_What to do:_
Your answer must be a single number: how many lines in the records below contain the word "String".

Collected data
● ● ● ●

//! Edition administration pages under `/estoria-admin/`.

use std::str::FromStr;

use axum::extract::rejection::FormRejection;
use axum::extract::{FromRequestParts, Path, Query, State};
use axum::http::request::Parts;
use axum::response::{Html, IntoResponse, Redirect, Response};
use axum::Form;

use super::form::{safe_filename, PostedForm};
use super::{
    enqueue, redirect_to_job, AppError, JobQuery, BAD_CHAPTERS, FILE_UPLOADED, INVALID_XML,
    MISSING_COLLATION, UPLOAD_PROBLEM,
};
use crate::app_state::AppState;
use crate::models::chapters::BakeForm;
use crate::models::job::JobSpec;
use crate::models::project::{AdminPage, Project};
use crate::services::collation::{self, CollationIndex};
use crate::services::validation::validate_xml;
use crate::views;

const SELECTION: &str = "/estoria-admin/";

/// Project named in the URL. Unknown projects are sent back to the selection page.
#[derive(Debug, Clone, Copy)]
pub struct SelectedProject(pub Project);

impl<S> FromRequestParts<S> for SelectedProject
where
    S: Send + Sync,
{
    type Rejection = Redirect;

    async fn from_request_parts(parts: &mut Parts, state: &S) -> Result<Self, Self::Rejection> {
        let Path(slug) = Path::<String>::from_request_parts(parts, state)
            .await
            .map_err(|_| Redirect::to(SELECTION))?;
        Project::from_str(&slug)
            .map(SelectedProject)
            .map_err(|_| Redirect::to(SELECTION))
    }
}

fn project_home(project: Project) -> Response {
    Redirect::to(&format!("{SELECTION}{}/", project.slug())).into_response()
}

fn html(body: String) -> Response {
    Html(body).into_response()
}

/// Status view for `?job=<id>`, if present.
async fn job_status(
    state: &AppState,
    page: AdminPage,
    query: &JobQuery,
) -> Result<Option<Response>, AppError> {
    let Some(job) = query.job.as_deref() else {
        return Ok(None);
    };
    let snapshot = state.queue.poll(job).await?;
    Ok(Some(html(views::status(page.job_title(), job, &snapshot, None))))
}

/// GET /estoria-admin/
pub async fn project_selection() -> Html<String> {
    Html(views::project_selection())
}

/// GET /estoria-admin/{project}/
pub async fn index(SelectedProject(project): SelectedProject) -> Html<String> {
    Html(views::project_index(project))
}

async fn show_upload_page(
    state: &AppState,
    project: Project,
    page: AdminPage,
    query: &JobQuery,
) -> Result<Response, AppError> {
    if !project.supports(page) {
        return Ok(project_home(project));
    }
    if let Some(status) = job_status(state, page, query).await? {
        return Ok(status);
    }
    Ok(html(views::upload_page(project, page, "")))
}

/// Shared POST handling for the upload-and-rebuild pages.
async fn upload_or_rebuild(
    state: &AppState,
    project: Project,
    page: AdminPage,
    form: PostedForm,
) -> Result<Response, AppError> {
    let Some(task) = project.task_for(page) else {
        return Ok(project_home(project));
    };
    if form.malformed {
        return Ok(html(views::upload_page(project, page, UPLOAD_PROBLEM)));
    }
    let paths = state.config.project_paths(project);

    if form.pressed("rebuild") {
        if let Some(spec) =
            JobSpec::script_job(task, paths.data_path.clone(), paths.scripts_path.clone())
        {
            let job_id = enqueue(state, spec).await?;
            return Ok(redirect_to_job(job_id));
        }
    }

    let message = if form.pressed("upload") {
        match paths.upload_dir(page) {
            Some(dir) => store_upload(&dir, &form).await?,
            None => UPLOAD_PROBLEM,
        }
    } else {
        ""
    };
    Ok(html(views::upload_page(project, page, message)))
}

/// Validate the posted document and write it into `dir`. Returns the message to show.
async fn store_upload(dir: &std::path::Path, form: &PostedForm) -> Result<&'static str, AppError> {
    let Some(upload) = &form.file else {
        return Ok(UPLOAD_PROBLEM);
    };
    if !validate_xml(&upload.bytes) {
        return Ok(INVALID_XML);
    }
    let Some(filename) = safe_filename(&upload.filename) else {
        return Ok(UPLOAD_PROBLEM);
    };

    tokio::fs::create_dir_all(dir).await?;
    tokio::fs::write(dir.join(&filename), &upload.bytes).await?;
    tracing::info!(file = %filename, dir = %dir.display(), "Stored uploaded document");
    Ok(FILE_UPLOADED)
}

/// GET /estoria-admin/{project}/transcriptions
pub async fn transcriptions(
    State(state): State<AppState>,
    SelectedProject(project): SelectedProject,
    Query(query): Query<JobQuery>,
) -> Result<Response, AppError> {
    show_upload_page(&state, project, AdminPage::Transcriptions, &query).await
}

/// POST /estoria-admin/{project}/transcriptions
pub async fn transcriptions_post(
    State(state): State<AppState>,
    SelectedProject(project): SelectedProject,
    form: PostedForm,
) -> Result<Response, AppError> {
    upload_or_rebuild(&state, project, AdminPage::Transcriptions, form).await
}

/// GET /estoria-admin/{project}/readerxml
pub async fn readerxml(
    State(state): State<AppState>,
    SelectedProject(project): SelectedProject,
    Query(query): Query<JobQuery>,
) -> Result<Response, AppError> {
    show_upload_page(&state, project, AdminPage::ReaderXml, &query).await
}

/// POST /estoria-admin/{project}/readerxml
pub async fn readerxml_post(
    State(state): State<AppState>,
    SelectedProject(project): SelectedProject,
    form: PostedForm,
) -> Result<Response, AppError> {
    upload_or_rebuild(&state, project, AdminPage::ReaderXml, form).await
}

/// GET /estoria-admin/{project}/translation
pub async fn translation(
    State(state): State<AppState>,
    SelectedProject(project): SelectedProject,
    Query(query): Query<JobQuery>,
) -> Result<Response, AppError> {
    show_upload_page(&state, project, AdminPage::Translation, &query).await
}

/// POST /estoria-admin/{project}/translation
pub async fn translation_post(
    State(state): State<AppState>,
    SelectedProject(project): SelectedProject,
    form: PostedForm,
) -> Result<Response, AppError> {
    upload_or_rebuild(&state, project, AdminPage::Translation, form).await
}

/// GET /estoria-admin/{project}/critical
pub async fn critical(
    State(state): State<AppState>,
    SelectedProject(project): SelectedProject,
    Query(query): Query<JobQuery>,
) -> Result<Response, AppError> {
    if let Some(status) = job_status(&state, AdminPage::Critical, &query).await? {
        return Ok(status);
    }
    Ok(html(views::critical_page(project, "")))
}

/// POST /estoria-admin/{project}/critical — rebuild, provided the collation exists.
pub async fn critical_post(
    State(state): State<AppState>,
    SelectedProject(project): SelectedProject,
    form: PostedForm,
) -> Result<Response, AppError> {
    let Some(task) = project.task_for(AdminPage::Critical) else {
        return Ok(project_home(project));
    };
    if !form.pressed("rebuildfirst") {
        return Ok(html(views::critical_page(project, "")));
    }

    let paths = state.config.project_paths(project);
    if !collation::exists(&paths.collation_index).await {
        tracing::warn!(project = %project, path = %paths.collation_index.display(), "Collation index missing");
        return Ok(html(views::critical_page(project, MISSING_COLLATION)));
    }

    match JobSpec::script_job(task, paths.data_path, paths.scripts_path) {
        Some(spec) => Ok(redirect_to_job(enqueue(&state, spec).await?)),
        None => Ok(project_home(project)),
    }
}

/// Collation index for the baking page, logging why it is unavailable.
async fn collation_index(project: Project, index: &std::path::Path) -> Option<CollationIndex> {
    match collation::read_index(index).await {
        Ok(collation) => Some(collation),
        Err(e) => {
            tracing::warn!(project = %project, error = %e, "Collation index unusable");
            None
        }
    }
}

fn baking_view(
    project: Project,
    form: &BakeForm,
    message: &str,
    collation: Option<&CollationIndex>,
    base_url: &str,
) -> Response {
    let message = if collation.is_none() { MISSING_COLLATION } else { message };
    html(views::baking_page(project, form, message, collation, base_url))
}

/// GET /estoria-admin/{project}/baking
pub async fn baking(
    State(state): State<AppState>,
    SelectedProject(project): SelectedProject,
    Query(query): Query<JobQuery>,
) -> Result<Response, AppError> {
    if !project.supports(AdminPage::Baking) {
        return Ok(project_home(project));
    }
    if let Some(status) = job_status(&state, AdminPage::Baking, &query).await? {
        return Ok(status);
    }

    let paths = state.config.project_paths(project);
    let collation = collation_index(project, &paths.collation_index).await;
    Ok(baking_view(project, &BakeForm::default(), "", collation.as_ref(), &paths.baking_url))
}

/// POST /estoria-admin/{project}/baking — bake a range or a single chapter.
pub async fn baking_post(
    State(state): State<AppState>,
    SelectedProject(project): SelectedProject,
    form: Result<Form<BakeForm>, FormRejection>,
) -> Result<Response, AppError> {
    if !project.supports(AdminPage::Baking) {
        return Ok(project_home(project));
    }
    let form = form.map(|Form(f)| f).unwrap_or_default();
    let paths = state.config.project_paths(project);
    let Some(collation) = collation_index(project, &paths.collation_index).await else {
        return Ok(baking_view(project, &form, "", None, &paths.baking_url));
    };
    if !form.is_submission() {
        return Ok(baking_view(project, &BakeForm::default(), "", Some(&collation), &paths.baking_url));
    }

    let Some(range) = form.chapter_range(collation.maximum) else {
        return Ok(baking_view(project, &form, BAD_CHAPTERS, Some(&collation), &paths.baking_url));
    };

    let job_id = enqueue(
        &state,
        JobSpec::BakeChapters {
            start: range.start,
            stop: range.stop,
            base_url: paths.baking_url,
            data_path: paths.data_path,
        },
    )
    .await?;
    Ok(redirect_to_job(job_id))
}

● ● ● ●

_Output of the exercise:_
4